Yellow nasal discharge due to rhinitis
Yellow nasal discharge is initially considered to be associated with conditions such as acute rhinitis, allergic rhinitis, hypertrophic rhinitis, and other related diseases. Patients should identify their specific condition and then adopt appropriate treatment measures accordingly.
1. Acute Rhinitis
This condition is usually related to bacterial or viral infections affecting the nasal mucosa. Under the influence of heightened immune activity, tissues such as submucosal glands and capillaries may exhibit increased secretion. Additionally, secretions often mix with large numbers of harmful microorganisms and necrotic, shed tissue, leading to a yellowish appearance of nasal discharge. Based on biochemical test results, patients should follow medical advice and use anti-infective medications such as Penicillin V Potassium Tablets, Acyclovir Tablets, or Cefathiamidine for Injection.
2. Allergic Rhinitis
When nasal tissues come into contact with allergens such as pollen, dust mites, or chemical fumes, they may trigger non-specific immune responses in these tissues.
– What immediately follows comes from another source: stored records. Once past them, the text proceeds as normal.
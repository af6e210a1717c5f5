//! RelayConfig - Config Loader output
//!
//! Describes the whole process configuration: listener, delivery method, site
//! label and the per-channel credentials/targets.

use serde::{Deserialize, Serialize};
use std::fmt;
use validator::Validate;

/// Placeholder used when no site name is configured
pub const DEFAULT_SITE_NAME: &str = "Your Site";

/// Default transactional email provider base URL
pub const DEFAULT_EMAIL_API_BASE: &str = "https://api.resend.com";

/// Default issue tracker base URL
pub const DEFAULT_ISSUE_TRACKER_API_BASE: &str = "https://api.github.com";

/// Configuration version
#[derive(Debug, Clone, Copy, PartialEq, Eq, Default, Serialize, Deserialize)]
pub enum ConfigVersion {
    #[default]
    V1,
}

/// Full process configuration
#[derive(Debug, Clone, Default, Serialize, Deserialize, Validate)]
pub struct RelayConfig {
    /// Configuration version
    #[serde(default)]
    pub version: ConfigVersion,

    /// HTTP listener settings
    #[serde(default)]
    #[validate(nested)]
    pub server: ServerConfig,

    /// Delivery channel settings
    #[serde(default)]
    #[validate(nested)]
    pub delivery: DeliveryConfig,
}

/// HTTP listener settings
#[derive(Debug, Clone, Serialize, Deserialize, Validate)]
pub struct ServerConfig {
    /// Socket address to bind (e.g. "0.0.0.0:3000")
    #[serde(default = "default_bind")]
    #[validate(length(min = 1))]
    pub bind: String,

    /// Public origin of this server, used to resolve rooted webhook paths
    #[serde(default)]
    #[validate(url)]
    pub public_origin: Option<String>,

    /// Prometheus exporter port (None = disabled)
    #[serde(default)]
    pub metrics_port: Option<u16>,
}

impl Default for ServerConfig {
    fn default() -> Self {
        Self {
            bind: default_bind(),
            public_origin: None,
            metrics_port: None,
        }
    }
}

fn default_bind() -> String {
    "0.0.0.0:3000".to_string()
}

/// Delivery configuration, read-only once the process has started
#[derive(Debug, Clone, Default, Serialize, Deserialize, Validate)]
pub struct DeliveryConfig {
    /// Selected channel
    #[serde(default)]
    pub method: DeliveryMethod,

    /// Display label injected into rendered content
    #[serde(default)]
    #[validate(length(max = 100))]
    pub site_name: String,

    /// Outbound HTTP client timeout in seconds (None = client default)
    #[serde(default)]
    #[validate(range(min = 1))]
    pub http_timeout_secs: Option<u64>,

    /// Transactional email settings
    #[serde(default)]
    #[validate(nested)]
    pub email: EmailSettings,

    /// Issue tracker settings
    #[serde(default)]
    #[validate(nested)]
    pub issue_tracker: IssueTrackerSettings,

    /// Webhook settings
    #[serde(default)]
    pub webhook: WebhookSettings,
}

impl DeliveryConfig {
    /// Site name, falling back to the placeholder when blank
    pub fn resolved_site_name(&self) -> &str {
        match self.site_name.trim() {
            "" => DEFAULT_SITE_NAME,
            name => name,
        }
    }
}

/// Delivery channel selector
///
/// Anything that is not a recognized method deserializes to `Unconfigured`,
/// which always fails at dispatch time.
#[derive(Debug, Clone, Copy, PartialEq, Eq, Hash, Default, Serialize, Deserialize)]
#[serde(from = "String", into = "String")]
pub enum DeliveryMethod {
    /// Transactional email
    Email,
    /// Issue tracker (GitHub-compatible)
    IssueTracker,
    /// Arbitrary webhook
    Webhook,
    /// Missing or unrecognized method
    #[default]
    Unconfigured,
}

impl DeliveryMethod {
    /// Parse a configured method, accepting the legacy strategy names
    pub fn parse(value: &str) -> Self {
        match value.trim().to_ascii_lowercase().as_str() {
            "email" => Self::Email,
            "issue-tracker" | "issue_tracker" | "github" => Self::IssueTracker,
            "webhook" | "custom-endpoint" | "custom_endpoint" => Self::Webhook,
            _ => Self::Unconfigured,
        }
    }

    /// Canonical name (used in logs and metric labels)
    pub fn as_str(&self) -> &'static str {
        match self {
            Self::Email => "email",
            Self::IssueTracker => "issue-tracker",
            Self::Webhook => "webhook",
            Self::Unconfigured => "unconfigured",
        }
    }
}

impl From<String> for DeliveryMethod {
    fn from(value: String) -> Self {
        Self::parse(&value)
    }
}

impl From<DeliveryMethod> for String {
    fn from(method: DeliveryMethod) -> Self {
        method.as_str().to_string()
    }
}

impl fmt::Display for DeliveryMethod {
    fn fmt(&self, f: &mut fmt::Formatter<'_>) -> fmt::Result {
        f.write_str(self.as_str())
    }
}

/// Transactional email provider settings
#[derive(Clone, Serialize, Deserialize, Validate)]
pub struct EmailSettings {
    #[serde(default)]
    pub api_key: String,

    /// Sender address (without display name)
    #[serde(default)]
    pub from: String,

    /// Recipient address
    #[serde(default)]
    pub to: String,

    #[serde(default = "default_email_api_base")]
    #[validate(url)]
    pub api_base: String,
}

impl Default for EmailSettings {
    fn default() -> Self {
        Self {
            api_key: String::new(),
            from: String::new(),
            to: String::new(),
            api_base: default_email_api_base(),
        }
    }
}

impl fmt::Debug for EmailSettings {
    fn fmt(&self, f: &mut fmt::Formatter<'_>) -> fmt::Result {
        f.debug_struct("EmailSettings")
            .field("api_key", &redact(&self.api_key))
            .field("from", &self.from)
            .field("to", &self.to)
            .field("api_base", &self.api_base)
            .finish()
    }
}

fn default_email_api_base() -> String {
    DEFAULT_EMAIL_API_BASE.to_string()
}

/// Issue tracker settings
#[derive(Clone, Serialize, Deserialize, Validate)]
pub struct IssueTrackerSettings {
    #[serde(default)]
    pub token: String,

    #[serde(default)]
    pub owner: String,

    #[serde(default)]
    pub repo: String,

    #[serde(default = "default_issue_tracker_api_base")]
    #[validate(url)]
    pub api_base: String,
}

impl Default for IssueTrackerSettings {
    fn default() -> Self {
        Self {
            token: String::new(),
            owner: String::new(),
            repo: String::new(),
            api_base: default_issue_tracker_api_base(),
        }
    }
}

impl fmt::Debug for IssueTrackerSettings {
    fn fmt(&self, f: &mut fmt::Formatter<'_>) -> fmt::Result {
        f.debug_struct("IssueTrackerSettings")
            .field("token", &redact(&self.token))
            .field("owner", &self.owner)
            .field("repo", &self.repo)
            .field("api_base", &self.api_base)
            .finish()
    }
}

fn default_issue_tracker_api_base() -> String {
    DEFAULT_ISSUE_TRACKER_API_BASE.to_string()
}

/// Webhook settings
#[derive(Debug, Clone, Default, Serialize, Deserialize)]
pub struct WebhookSettings {
    /// Absolute http(s) URL or a rooted same-origin path
    #[serde(default)]
    pub endpoint: String,

    /// Origin that rooted paths are resolved against
    #[serde(default)]
    pub origin: Option<String>,
}

/// Mask a secret for display, keeping only whether it is set
pub fn redact(secret: &str) -> &'static str {
    if secret.trim().is_empty() {
        "<unset>"
    } else {
        "<redacted>"
    }
}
This leads to persistent fluid exudation from blood vessels beneath the mucosa, accelerating tissue necrosis and shedding. These combined factors can result in symptoms including nasal congestion, continuous runny nose, and yellowish secretions. If patients experience such symptoms, they should strictly follow medical guidance and use antiallergic medications such as Promethazine Hydrochloride Tablets, Levamisole Hydrochloride Liniment, or Biyan Ning Granules.
3. Hypertrophic Rhinitis
This condition is closely linked to hyperplasia of the nasal mucosa or turbinate bones. The enlarged structures repeatedly compress or rub against adjacent healthy tissues, causing enhanced glandular secretion and accelerated tissue necrosis. As a result, patients may develop symptoms such as breathing difficulties, increased yellowish discharge, and reduced sense of smell. For patients exhibiting these symptoms, surgical intervention—based on physician recommendations—is often required for definitive treatment. Common surgical options include submucosal resection of the inferior turbinate and lateral displacement of the fractured inferior turbinate.
Other conditions, such as chronic sinusitis, may also cause similar symptoms. Patients should seek medical evaluation at a hospital, confirm the exact underlying cause through proper diagnosis, and then proceed with targeted treatments.